USS Earle DD-635 and USS Thompson DD-627
[Photo is copyright protected & provided courtesy of The Bank Of Stockton Archives]

Duty Driver incident . . . .
On another occasion, while performing duty in the capacity of duty driver late one night, I was a little bored and was attempting to run down jack rabbits with the duty pick-up. The base had lots of old warehouses and the base was infested with these wild rabbits. Well, as I was going around one of these warehouses, in hot pursuit of a rabbit, the Command Duty Officer was coming around in the opposite direction.

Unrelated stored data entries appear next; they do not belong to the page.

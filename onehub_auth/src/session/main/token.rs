//! Signed, stateless session credentials
//!
//! A credential is an HS256 JWT whose subject is the local user id. Nothing about it is
//! stored server-side; any holder of the signing secret can verify it and it expires
//! purely by timestamp.

use std::fmt;
use std::time::Duration;

use chrono::{DateTime, Utc};
use jsonwebtoken::{Algorithm, DecodingKey, EncodingKey, Header, Validation, decode, encode};

use crate::config::SessionConfig;
use crate::session::errors::SessionError;
use crate::session::types::SessionClaims;

const SIGNING_ALGORITHM: Algorithm = Algorithm::HS256;

#[derive(Clone)]
pub struct SessionTokenIssuer {
    encoding_key: EncodingKey,
    decoding_key: DecodingKey,
    has_secret: bool,
    ttl: Duration,
}

impl fmt::Debug for SessionTokenIssuer {
    fn fmt(&self, f: &mut fmt::Formatter<'_>) -> fmt::Result {
        f.debug_struct("SessionTokenIssuer")
            .field("algorithm", &SIGNING_ALGORITHM)
            .field("ttl", &self.ttl)
            .finish_non_exhaustive()
    }
}

impl SessionTokenIssuer {
    pub fn new(secret: &[u8], ttl: Duration) -> Self {
        Self {
            encoding_key: EncodingKey::from_secret(secret),
            decoding_key: DecodingKey::from_secret(secret),
            has_secret: !secret.is_empty(),
            ttl,
        }
    }

    pub fn from_config(config: &SessionConfig) -> Self {
        Self::new(config.signing_secret.as_bytes(), config.token_ttl)
    }

    /// Lifetime of every credential minted by this issuer
    pub fn ttl(&self) -> Duration {
        self.ttl
    }

    /// Mint a credential for `user_id`, valid from now for the configured lifetime.
    pub fn issue(&self, user_id: &str) -> Result<String, SessionError> {
        self.issue_at(user_id, Utc::now())
    }

    /// Mint a credential as if issued at `now`. Identical inputs yield identical tokens.
    pub fn issue_at(&self, user_id: &str, now: DateTime<Utc>) -> Result<String, SessionError> {
        if !self.has_secret {
            return Err(SessionError::Signing(
                "Signing secret is not configured".to_string(),
            ));
        }

        let ttl_secs = i64::try_from(self.ttl.as_secs())
            .map_err(|_| SessionError::Signing("Token lifetime out of range".to_string()))?;
        let iat = now.timestamp();
        let claims = SessionClaims {
            sub: user_id.to_string(),
            iat,
            exp: iat + ttl_secs,
        };

        encode(&Header::new(SIGNING_ALGORITHM), &claims, &self.encoding_key)
            .map_err(|e| SessionError::Signing(e.to_string()))
    }

    /// Check signature and expiry, returning the claims of a valid credential.
    pub fn verify(&self, token: &str) -> Result<SessionClaims, SessionError> {
        let mut validation = Validation::new(SIGNING_ALGORITHM);
        validation.leeway = 0;
        validation.set_required_spec_claims(&["exp", "sub"]);

        decode::<SessionClaims>(token, &self.decoding_key, &validation)
            .map(|data| data.claims)
            .map_err(|e| SessionError::InvalidToken(e.to_string()))
    }
}

#[cfg(test)]
mod tests {
    use super::*;
    use chrono::TimeZone;

    const SECRET: &[u8] = b"test-signing-secret";
    const SEVENTY_TWO_HOURS: Duration = Duration::from_secs(72 * 60 * 60);

    #[test]
    fn test_issue_and_verify() {
        let issuer = SessionTokenIssuer::new(SECRET, SEVENTY_TWO_HOURS);
        let token = issuer.issue("user-1").expect("issue should succeed");

        let claims = issuer.verify(&token).expect("token should verify");
        assert_eq!(claims.sub, "user-1");
        assert_eq!(claims.exp - claims.iat, 72 * 60 * 60);
    }

    #[test]
    fn test_expiry_is_issue_time_plus_lifetime() {
        let issuer = SessionTokenIssuer::new(SECRET, SEVENTY_TWO_HOURS);
        let now = Utc::now();
        let token = issuer.issue_at("user-1", now).unwrap();

        let claims = issuer.verify(&token).unwrap();
        assert_eq!(claims.iat, now.timestamp());
        assert_eq!(claims.exp, now.timestamp() + 259_200);
    }

    #[test]
    fn test_issue_is_deterministic() {
        let issuer = SessionTokenIssuer::new(SECRET, SEVENTY_TWO_HOURS);
        let now = Utc.with_ymd_and_hms(2030, 1, 1, 0, 0, 0).unwrap();

        let a = issuer.issue_at("user-1", now).unwrap();
        let b = issuer.issue_at("user-1", now).unwrap();
        assert_eq!(a, b);
    }

    #[test]
    fn test_empty_secret_fails_to_sign() {
        let issuer = SessionTokenIssuer::new(b"", SEVENTY_TWO_HOURS);
        match issuer.issue("user-1") {
            Err(SessionError::Signing(_)) => {}
            other => panic!("Expected Signing error, got {other:?}"),
        }
    }

    #[test]
    fn test_wrong_secret_is_rejected() {
        let issuer = SessionTokenIssuer::new(SECRET, SEVENTY_TWO_HOURS);
        let other = SessionTokenIssuer::new(b"another-secret", SEVENTY_TWO_HOURS);
        let token = issuer.issue("user-1").unwrap();

        assert!(matches!(
            other.verify(&token),
            Err(SessionError::InvalidToken(_))
        ));
    }

    #[test]
    fn test_expired_token_is_rejected() {
        let issuer = SessionTokenIssuer::new(SECRET, Duration::from_secs(60));
        let issued = Utc::now() - chrono::Duration::hours(1);
        let token = issuer.issue_at("user-1", issued).unwrap();

        assert!(matches!(
            issuer.verify(&token),
            Err(SessionError::InvalidToken(_))
        ));
    }

    #[test]
    fn test_tampered_token_is_rejected() {
        let issuer = SessionTokenIssuer::new(SECRET, SEVENTY_TWO_HOURS);
        let token = issuer.issue("user-1").unwrap();
        let mut parts: Vec<&str> = token.split('.').collect();
        let forged_payload = crate::utils::base64url_encode(
            format!(r#"{{"sub":"admin","iat":0,"exp":{}}}"#, i64::MAX / 2).into_bytes(),
        )
        .unwrap();
        parts[1] = &forged_payload;

        assert!(issuer.verify(&parts.join(".")).is_err());
    }

    #[test]
    fn test_debug_does_not_leak_secret() {
        let issuer = SessionTokenIssuer::new(SECRET, SEVENTY_TWO_HOURS);
        let debug = format!("{issuer:?}");
        assert!(!debug.contains("test-signing-secret"));
    }
}
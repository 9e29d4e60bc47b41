mod errors;
mod storage;
mod types;

pub use errors::UserError;
pub use storage::UserStore;
pub use types::{User, UserProfile};
use axum::Json;
use serde_json::{Value, json};

pub(crate) async fn health() -> Json<Value> {
    Json(json!({ "status": "ok" }))
}
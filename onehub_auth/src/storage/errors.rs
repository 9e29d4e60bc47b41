use thiserror::Error;

#[derive(Debug, Error, Clone)]
pub enum StorageError {
    #[error("Storage error: {0}")]
    Storage(String),
}

impl From<sqlx::Error> for StorageError {
    fn from(err: sqlx::Error) -> Self {
        Self::Storage(err.to_string())
    }
}
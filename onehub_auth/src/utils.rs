use base64::{Engine as _, engine::general_purpose::URL_SAFE_NO_PAD};
use headers::{Cookie, HeaderMapExt};
use http::header::{HeaderMap, SET_COOKIE};
use ring::rand::SecureRandom;

pub(crate) fn base64url_encode(input: Vec<u8>) -> Result<String, UtilError> {
    Ok(URL_SAFE_NO_PAD.encode(input))
}

/// Generate `len` random bytes from the system CSPRNG, base64url encoded without padding.
pub fn gen_random_string(len: usize) -> Result<String, UtilError> {
    let rng = ring::rand::SystemRandom::new();
    let mut bytes = vec![0u8; len];
    rng.fill(&mut bytes)
        .map_err(|_| UtilError::Crypto("Failed to generate random string".to_string()))?;
    let encoded = base64url_encode(bytes)
        .map_err(|_| UtilError::Crypto("Failed to encode random string".to_string()))?;
    Ok(encoded)
}

/// Attributes of a `Set-Cookie` header written by this crate.
///
/// `HttpOnly` is always set. `path` scopes the cookie, `secure` adds the `Secure`
/// attribute and `max_age` is in seconds (zero or negative clears the cookie).
#[derive(Debug, Clone)]
pub(crate) struct CookieSpec<'a> {
    pub(crate) name: &'a str,
    pub(crate) value: &'a str,
    pub(crate) path: &'a str,
    pub(crate) same_site: &'a str,
    pub(crate) secure: bool,
    pub(crate) max_age: i64,
}

pub(crate) fn header_set_cookie<'h>(
    headers: &'h mut HeaderMap,
    spec: &CookieSpec<'_>,
) -> Result<&'h HeaderMap, UtilError> {
    let mut cookie = format!(
        "{}={}; SameSite={}; HttpOnly; Path={}; Max-Age={}",
        spec.name, spec.value, spec.same_site, spec.path, spec.max_age
    );
    if spec.secure {
        cookie.push_str("; Secure");
    }
    headers.append(
        SET_COOKIE,
        cookie
            .parse()
            .map_err(|_| UtilError::Cookie("Failed to parse cookie".to_string()))?,
    );
    Ok(headers)
}

/// Read a single cookie value from the request's `Cookie` header(s).
pub(crate) fn get_cookie_value(headers: &HeaderMap, name: &str) -> Option<String> {
    let cookies: Cookie = headers.typed_get()?;
    cookies.get(name).map(str::to_string)
}

use thiserror::Error;

#[derive(Debug, Error, Clone)]
pub enum UtilError {
    #[error("Crypto error: {0}")]
    Crypto(String),

    #[error("Cookie error: {0}")]
    Cookie(String),
}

I damn near hit him head on! Well, needless to say, I was relieved of my duty driver duties and delegated to pier sentry duties for a couple months.

When I stood pier sentry watches, I had a small transistor radio that I hid in my jacket and ran the ear phone wires up inside my shirt. This way, I could flip the ear phone out of my ear and down the inside of my shirt whenever the duty Chief or CDO came around checking. I never did get caught listening to the radio, which was a no-no because you were supposed to be listening for alarms on the mothball ships.

On the towing crew . . . .
At times, the Navy would sell a mothball ship for scrap or to a foreign country. On two of these occasions, I volunteered as one of the crew members to ride the ship from Stockton to Seattle, WA. They would have a 10-12 man skeleton crew onboard while it was being towed by a sea going tug. The first trip (an LSM, I believe - but I don’t remember the name or number) I volunteered for was my first official time at sea in the U. S. Navy. So, being a “boot”, I was the entertainment for several old salts, like; “go fetch 5-fathoms of waterline”, or “go down to shaft alley and bring back the golden rivet”. I also was tasked to stand a 4-hr mail buoy watch. I really kept a sharp lookout for that mail buoy too! They also tried their best to get me seasick, but that didn’t work as I don’t get seasick - I’m too clumsy, I guess.

USS Atlas ARL-7 and USS Amycus ARL-2 - Both are converted LSTs
[Photo is copyright protected & provided courtesy of The Bank Of Stockton Archives]

Another towing crew story . . . .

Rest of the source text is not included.